Escaping “Information Rot”
“I watched an incredible 40-minute lecture on YouTube, sent the link to a friend, and then… I forgot everything. I realized that saving a link is not the same as capturing knowledge. That insight was lost in a graveyard of ‘Watch Later’ lists.”
We are drowning in more high-quality information than any generation in history, yet we remember less of it. I created Nexus to stop “Information Rot”—the slow decay of valuable ideas that are captured but never processed.
🏗️ The Architecture: “The Cloud-Inbox”
Nexus uses a unique “Local-First” architecture.

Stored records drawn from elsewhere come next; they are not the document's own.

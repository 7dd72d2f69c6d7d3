use std::fs;
use std::path::{Path, PathBuf};

use serde::{Deserialize, Serialize};
use thiserror::Error;

use crate::reconcile::merge::ReconcileConfig;
use crate::scoring::engine::ScoringConfig;

// =============================================================================
// Time and cost constants
// =============================================================================

/// Default enrichment cache time-to-live in milliseconds (7 days)
pub const DEFAULT_CACHE_TTL_MS: i64 = 7 * 24 * 60 * 60 * 1000;

/// Timeout for scraping fetch operations in milliseconds (10 seconds)
pub const FETCH_TIMEOUT_MS: u64 = 10_000;

/// Timeout for paid analysis calls in milliseconds (30 seconds)
pub const ANALYSIS_TIMEOUT_MS: u64 = 30_000;

/// Estimated cost of one paid analysis call, in dollars
pub const DEFAULT_COST_PER_CALL: f64 = 0.0008;

#[derive(Debug, Error)]
pub enum ConfigError {
    #[error("I/O error: {0}")]
    Io(#[from] std::io::Error),

    #[error("malformed config: {0}")]
    Malformed(#[from] serde_json::Error),

    #[error("invalid config: {0}")]
    Invalid(String),
}

/// Top-level tracker configuration.
#[derive(Debug, Clone, Default, Serialize, Deserialize, PartialEq)]
#[serde(default)]
pub struct TrackerConfig {
    pub cache: CacheConfig,
    pub thresholds: QualityThresholds,
    pub scoring: ScoringConfig,
    pub reconcile: ReconcileConfig,
    pub analysis: AnalysisConfig,
}

impl TrackerConfig {
    /// Load configuration from a JSON file; a missing path yields defaults.
    pub fn load(path: Option<&Path>) -> Result<Self, ConfigError> {
        let config = match path {
            Some(path) if path.exists() => {
                let raw = fs::read_to_string(path)?;
                serde_json::from_str(&raw)?
            }
            _ => Self::default(),
        };

        config
            .scoring
            .weights
            .validate()
            .map_err(ConfigError::Invalid)?;

        Ok(config)
    }
}

/// Cache-related configuration
#[derive(Debug, Clone, Serialize, Deserialize, PartialEq)]
#[serde(default)]
pub struct CacheConfig {
    /// Enrichment cache time-to-live in milliseconds
    pub ttl_ms: i64,
}

impl Default for CacheConfig {
    fn default() -> Self {
        Self {
            ttl_ms: DEFAULT_CACHE_TTL_MS,
        }
    }
}

/// Candidate quality gates and the catalog size cap.
#[derive(Debug, Clone, Serialize, Deserialize, PartialEq)]
#[serde(default)]
pub struct QualityThresholds {
    pub min_buzz_score: f64,
    pub min_vision: f64,
    pub min_ability: f64,
    pub confidence_threshold: u8,
    pub min_name_length: usize,
    pub max_tools: usize,
}

impl Default for QualityThresholds {
    fn default() -> Self {
        Self {
            min_buzz_score: 40.0,
            min_vision: 40.0,
            min_ability: 40.0,
            confidence_threshold: 70,
            min_name_length: 3,
            max_tools: 150,
        }
    }
}

/// Paid analysis endpoint configuration. The credential comes from the
/// environment, never from the config file.
#[derive(Debug, Clone, Serialize, Deserialize, PartialEq)]
#[serde(default)]
pub struct AnalysisConfig {
    pub api_url: String,
    pub model: String,
    /// Environment variable holding the API key.
    pub api_key_env: String,
    pub timeout_ms: u64,
    /// Estimated cost of one call, used for cost accounting.
    pub cost_per_call: f64,
}

impl Default for AnalysisConfig {
    fn default() -> Self {
        Self {
            api_url: "https://api.perplexity.ai/chat/completions".to_string(),
            model: "sonar".to_string(),
            api_key_env: "PERPLEXITY_API_KEY".to_string(),
            timeout_ms: ANALYSIS_TIMEOUT_MS,
            cost_per_call: DEFAULT_COST_PER_CALL,
        }
    }
}

/// Returns the path to the data directory for toolradar.
/// Uses $XDG_DATA_HOME/toolradar if XDG_DATA_HOME is set,
/// otherwise falls back to ~/.local/share/toolradar,
/// or ./toolradar if neither is available.
pub fn data_dir() -> PathBuf {
    data_dir_with_env(std::env::var("XDG_DATA_HOME").ok(), dirs::home_dir())
}

/// Returns the path to the enrichment cache database.
pub fn db_path() -> PathBuf {
    data_dir().join("enrichment.db")
}

/// Returns the path to the log file.
pub fn log_path() -> PathBuf {
    data_dir().join("toolradar.log")
}

fn data_dir_with_env(xdg_data_home: Option<String>, home_dir: Option<PathBuf>) -> PathBuf {
    let data_dir = xdg_data_home
        .map(PathBuf::from)
        .or_else(|| home_dir.map(|home| home.join(".local/share")))
        .unwrap_or_else(|| PathBuf::from("."));

    data_dir.join("toolradar")
}
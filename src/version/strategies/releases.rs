//! Release API strategy: source-control releases with a tags fallback
//!
//! Highest-priority strategy. Hits the repository hosting API for the latest
//! published release; repositories that tag without publishing releases fall
//! back to the tag list.

use regex::Regex;
use serde::Deserialize;
use tracing::warn;

use crate::catalog::record::ToolRecord;
use crate::version::error::StrategyError;
use crate::version::extract::{VersionExtractor, clean_version};
use crate::version::resolver::{
    StrategyKind, VersionMetadata, VersionQueryResult, VersionStrategy,
};
use crate::version::strategies::USER_AGENT;

/// Default base URL for the repository hosting API.
const DEFAULT_BASE_URL: &str = "https://api.github.com";

/// Characters of release notes kept as the audit excerpt.
const NOTES_EXCERPT_CHARS: usize = 500;

/// Response from the latest-release endpoint.
#[derive(Debug, Deserialize)]
struct Release {
    tag_name: String,
    #[serde(default)]
    published_at: Option<String>,
    #[serde(default)]
    html_url: Option<String>,
    #[serde(default)]
    body: Option<String>,
}

/// Response item from the tags endpoint.
#[derive(Debug, Deserialize)]
struct Tag {
    name: String,
}

pub struct ReleaseApiStrategy {
    client: reqwest::Client,
    base_url: String,
    repo_re: Regex,
    extractor: VersionExtractor,
}

impl ReleaseApiStrategy {
    /// Creates a new ReleaseApiStrategy with a custom base URL.
    pub fn new(base_url: &str) -> Self {
        Self {
            client: reqwest::Client::builder()
                .user_agent(USER_AGENT)
                .build()
                .expect("Failed to create HTTP client"),
            base_url: base_url.to_string(),
            repo_re: Regex::new(r"github\.com/([^/\s]+)/([^/\s?#]+)").unwrap(),
            extractor: VersionExtractor::new(),
        }
    }

    /// Extract an `owner/repo` slug from the tool's repository or homepage URL.
    fn repo_slug(&self, tool: &ToolRecord) -> Option<(String, String)> {
        let url = tool
            .repo_url
            .as_deref()
            .or_else(|| tool.homepage().filter(|u| u.contains("github.com")))?;

        let captures = self.repo_re.captures(url)?;
        let owner = captures[1].to_string();
        let repo = captures[2].trim_end_matches(".git").to_string();
        Some((owner, repo))
    }

    async fn latest_release(
        &self,
        owner: &str,
        repo: &str,
    ) -> Result<Option<VersionQueryResult>, StrategyError> {
        let url = format!("{}/repos/{}/{}/releases/latest", self.base_url, owner, repo);

        let response = self
            .client
            .get(&url)
            .header("Accept", "application/vnd.github+json")
            .send()
            .await?;

        let status = response.status();

        if status == reqwest::StatusCode::NOT_FOUND {
            // Repositories that only tag have no published releases.
            return self.latest_tag(owner, repo).await;
        }

        if status == reqwest::StatusCode::TOO_MANY_REQUESTS {
            let retry_after = response
                .headers()
                .get("retry-after")
                .and_then(|v| v.to_str().ok())
                .and_then(|v| v.parse().ok());
            return Err(StrategyError::RateLimited {
                retry_after_secs: retry_after,
            });
        }

        if !status.is_success() {
            warn!("release API returned status {}: {}", status, url);
            return Err(StrategyError::InvalidResponse(format!(
                "Unexpected status: {}",
                status
            )));
        }

        let release: Release = response.json().await.map_err(|e| {
            warn!("failed to parse release response: {}", e);
            StrategyError::InvalidResponse(e.to_string())
        })?;

        let Some(version) = self.extractor.extract(&release.tag_name) else {
            return Ok(None);
        };

        Ok(Some(VersionQueryResult {
            version: clean_version(&version),
            strategy: StrategyKind::Releases,
            metadata: VersionMetadata {
                release_date: release.published_at,
                release_url: release.html_url,
                notes_excerpt: release
                    .body
                    .map(|b| b.chars().take(NOTES_EXCERPT_CHARS).collect()),
                source_url: Some(url),
                found_in: Some("release".to_string()),
            },
        }))
    }

    async fn latest_tag(
        &self,
        owner: &str,
        repo: &str,
    ) -> Result<Option<VersionQueryResult>, StrategyError> {
        let url = format!("{}/repos/{}/{}/tags", self.base_url, owner, repo);

        let response = self.client.get(&url).send().await?;
        let status = response.status();

        if status == reqwest::StatusCode::NOT_FOUND {
            return Err(StrategyError::NotFound(format!("{}/{}", owner, repo)));
        }

        if !status.is_success() {
            return Err(StrategyError::InvalidResponse(format!(
                "Unexpected status: {}",
                status
            )));
        }

        let tags: Vec<Tag> = response
            .json()
            .await
            .map_err(|e| StrategyError::InvalidResponse(e.to_string()))?;

        // Tags are returned newest first.
        let Some(version) = tags
            .first()
            .and_then(|tag| self.extractor.extract(&tag.name))
        else {
            return Ok(None);
        };

        Ok(Some(VersionQueryResult {
            version: clean_version(&version),
            strategy: StrategyKind::Releases,
            metadata: VersionMetadata {
                source_url: Some(url),
                found_in: Some("tags".to_string()),
                ..VersionMetadata::default()
            },
        }))
    }
}

impl Default for ReleaseApiStrategy {
    fn default() -> Self {
        Self::new(DEFAULT_BASE_URL)
    }
}

#[async_trait::async_trait]
impl VersionStrategy for ReleaseApiStrategy {
    fn kind(&self) -> StrategyKind {
        StrategyKind::Releases
    }

    async fn probe(
        &self,
        tool: &ToolRecord,
    ) -> Result<Option<VersionQueryResult>, StrategyError> {
        let Some((owner, repo)) = self.repo_slug(tool) else {
            return Ok(None);
        };

        self.latest_release(&owner, &repo).await
    }
}
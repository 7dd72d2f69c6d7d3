//! Concrete version resolution strategies
//!
//! Priority order: release API, changelog page, blog feed, homepage. The
//! chain is assembled by [`create_default_strategies`].

mod blog;
mod changelog;
mod homepage;
mod releases;

pub use blog::BlogFeedStrategy;
pub use changelog::ChangelogStrategy;
pub use homepage::HomepageStrategy;
pub use releases::ReleaseApiStrategy;

use std::sync::Arc;

use crate::version::resolver::VersionStrategy;

/// HTTP user agent sent by every strategy.
pub(crate) const USER_AGENT: &str = "toolradar";

/// Create the default strategy chain in priority order.
pub fn create_default_strategies() -> Vec<Arc<dyn VersionStrategy>> {
    vec![
        Arc::new(ReleaseApiStrategy::default()),
        Arc::new(ChangelogStrategy::new()),
        Arc::new(BlogFeedStrategy::new()),
        Arc::new(HomepageStrategy::new()),
    ]
}
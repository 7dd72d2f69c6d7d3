//! Major-update detection
//!
//! A tool's update is "major" when any one of the configured signals trips:
//! a large vision or ability swing, a quadrant or category change, or a
//! comeback from beta/discontinued/inactive to active. Every matched reason
//! is reported with old and new values, not just the first.

use indexmap::IndexMap;
use serde::{Deserialize, Serialize};
use serde_json::{Value, json};

use crate::catalog::record::ToolRecord;

fn default_score_change() -> f64 {
    15.0
}

fn default_true() -> bool {
    true
}

/// Thresholds that define a major update. Serde-configurable; the defaults
/// are the shipped tuning.
#[derive(Debug, Clone, PartialEq, Serialize, Deserialize)]
#[serde(default)]
pub struct ChangeThresholds {
    /// Absolute vision change that counts as major.
    pub vision_change: f64,
    /// Absolute ability change that counts as major.
    pub ability_change: f64,
    /// Whether any quadrant change counts as major.
    pub quadrant_change: bool,
    /// Whether any category change counts as major.
    pub category_change: bool,
    /// Whether beta/discontinued/inactive -> active counts as major.
    pub status_to_active: bool,
}

impl Default for ChangeThresholds {
    fn default() -> Self {
        Self {
            vision_change: default_score_change(),
            ability_change: default_score_change(),
            quadrant_change: default_true(),
            category_change: default_true(),
            status_to_active: default_true(),
        }
    }
}

/// Old/new values for one changed metric.
#[derive(Debug, Clone, PartialEq, Serialize)]
pub struct MetricChange {
    pub old: Value,
    pub new: Value,
    #[serde(skip_serializing_if = "Option::is_none")]
    pub diff: Option<f64>,
}

/// Full change classification for one tool.
#[derive(Debug, Clone, Default, Serialize)]
pub struct ChangeReport {
    pub is_major: bool,
    pub reasons: Vec<String>,
    pub metric_changes: IndexMap<String, MetricChange>,
}

impl ChangeReport {
    fn record(&mut self, metric: &str, reason: String, change: MetricChange) {
        self.is_major = true;
        self.reasons.push(reason);
        self.metric_changes.insert(metric.to_string(), change);
    }
}

/// Statuses from which a move to "active" counts as a comeback.
const DORMANT_STATUSES: [&str; 3] = ["beta", "discontinued", "inactive"];

/// Classify the change between an existing record and its fresh counterpart.
///
/// Absence of either record yields a non-major, empty report. Signals that
/// the fresh record simply does not carry (no score, no category) never
/// trigger: an enrichment gap is not a change, and treating it as one would
/// re-fire the same "major" on every pass.
pub fn detect_major_update(
    old: Option<&ToolRecord>,
    new: Option<&ToolRecord>,
    thresholds: &ChangeThresholds,
) -> ChangeReport {
    let mut report = ChangeReport::default();

    let (Some(old), Some(new)) = (old, new) else {
        return report;
    };

    // Vision swing. Both sides must carry a score: an unscored record is
    // initial population, not a change.
    if let (Some(old_vision), Some(new_vision)) = (old.vision, new.vision) {
        let diff = (new_vision - old_vision).abs();
        if diff >= thresholds.vision_change {
            report.record(
                "vision",
                format!(
                    "vision changed significantly: {} -> {} (delta {})",
                    old_vision, new_vision, diff
                ),
                MetricChange {
                    old: json!(old_vision),
                    new: json!(new_vision),
                    diff: Some(diff),
                },
            );
        }
    }

    // Ability swing.
    if let (Some(old_ability), Some(new_ability)) = (old.ability, new.ability) {
        let diff = (new_ability - old_ability).abs();
        if diff >= thresholds.ability_change {
            report.record(
                "ability",
                format!(
                    "ability changed significantly: {} -> {} (delta {})",
                    old_ability, new_ability, diff
                ),
                MetricChange {
                    old: json!(old_ability),
                    new: json!(new_ability),
                    diff: Some(diff),
                },
            );
        }
    }

    // Quadrant move (computed classification, stored fallback).
    if thresholds.quadrant_change
        && let (Some(old_quadrant), Some(new_quadrant)) =
            (old.effective_quadrant(), new.effective_quadrant())
        && old_quadrant != new_quadrant
    {
        report.record(
            "quadrant",
            format!(
                "quadrant changed: {} -> {}",
                old_quadrant.as_str(),
                new_quadrant.as_str()
            ),
            MetricChange {
                old: json!(old_quadrant.as_str()),
                new: json!(new_quadrant.as_str()),
                diff: None,
            },
        );
    }

    // Category move.
    if thresholds.category_change
        && let (Some(old_category), Some(new_category)) =
            (old.category.as_deref(), new.category.as_deref())
        && old_category != new_category
    {
        report.record(
            "category",
            format!("category changed: {} -> {}", old_category, new_category),
            MetricChange {
                old: json!(old_category),
                new: json!(new_category),
                diff: None,
            },
        );
    }

    // Comeback: dormant -> active.
    if thresholds.status_to_active {
        let old_status = old
            .status
            .as_deref()
            .unwrap_or("unknown")
            .to_lowercase();
        let new_status = new
            .status
            .as_deref()
            .unwrap_or("unknown")
            .to_lowercase();
        if DORMANT_STATUSES.contains(&old_status.as_str()) && new_status == "active" {
            report.record(
                "status",
                format!("status changed to active: {} -> {}", old_status, new_status),
                MetricChange {
                    old: json!(old_status),
                    new: json!(new_status),
                    diff: None,
                },
            );
        }
    }

    report
}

It treats the cloud as a high-powered, zero-cost “Inbox” while keeping your private data on your own machine.
1. The Cloud: A Private Post Office
When you find a link on your iPhone, Nexus wakes up in GCP Cloud Run. It “watches” the video, “reads” the transcript, and synthesizes Atomic Notes. It stores these notes in a temporary “GCP Inbox” until your Mac pulls them in.
2. The Index: Privacy-Aware Linking
To help the AI link new notes to your existing knowledge, your Mac “pushes” only your Note Titles and Aliases to GCP Firestore. The cloud never sees the content of your notes—only a “Map” of your vault.
3. The Mac: The RAG Engine
Because your notes stay local, you can use high-powered CLI tools to talk to your entire vault. You can ask: “Based on my last 6 months of research, what are the recurring patterns in my thinking?” and get instant, private answers grounded in your own unique knowledge base.
🛠️ The Engineering: Mastering Serverless
To build this for $0/month, I had to solve major technical hurdles that separate a “toy” from a production-ready system:
- Scale-to-Zero: Built on GCP Cloud Run, the system costs $0 until you send a URL. It wakes up in seconds, processes the request, and disappears.
- Bypassing Blocks: I implemented a specialized environment using the Deno JS runtime and PO Tokens to bypass YouTube’s data center blocks, ensuring 100% reliable capture where standard scrapers fail.
- Persistent Index: Since serverless containers forget everything, I moved the “Map” of the vault to Firestore, ensuring the AI always knows how to link new notes.
🚀 The Result: A Universal Knowledge Pipe
Today, Nexus is my Universal Inbox for all digital information:
- YouTube/Instagram: Extracts core arguments from video and audio using
yt-dlpandffmpeg. - Web Articles: Uses Jina Reader to “distill” long-form articles into atomic insights.
- Research Papers: Parses PDFs to extract methodology, results, and key takeaways.
Because of the Semantic Search I built using Firestore’s vector queries, I frequently experience “Aha!” moments where the system reminds me of a connection I would have never made manually. My vault is no longer a graveyard of links; it is a Living Knowledge Base that grows more valuable with every capture.
🧠 Obsidian Workflow
My “Second Brain” is built on the Zettelkasten method, utilizing:
- Atomic Notes: Single-concept notes for maximum linkability.
- Local RAG: Using private models to query the vault without data leaks.
- MOCs (Maps of Content): Curated hubs that organize evolving thoughts.
- Permanent Index: Ensuring every new capture from Nexus finds its logical home.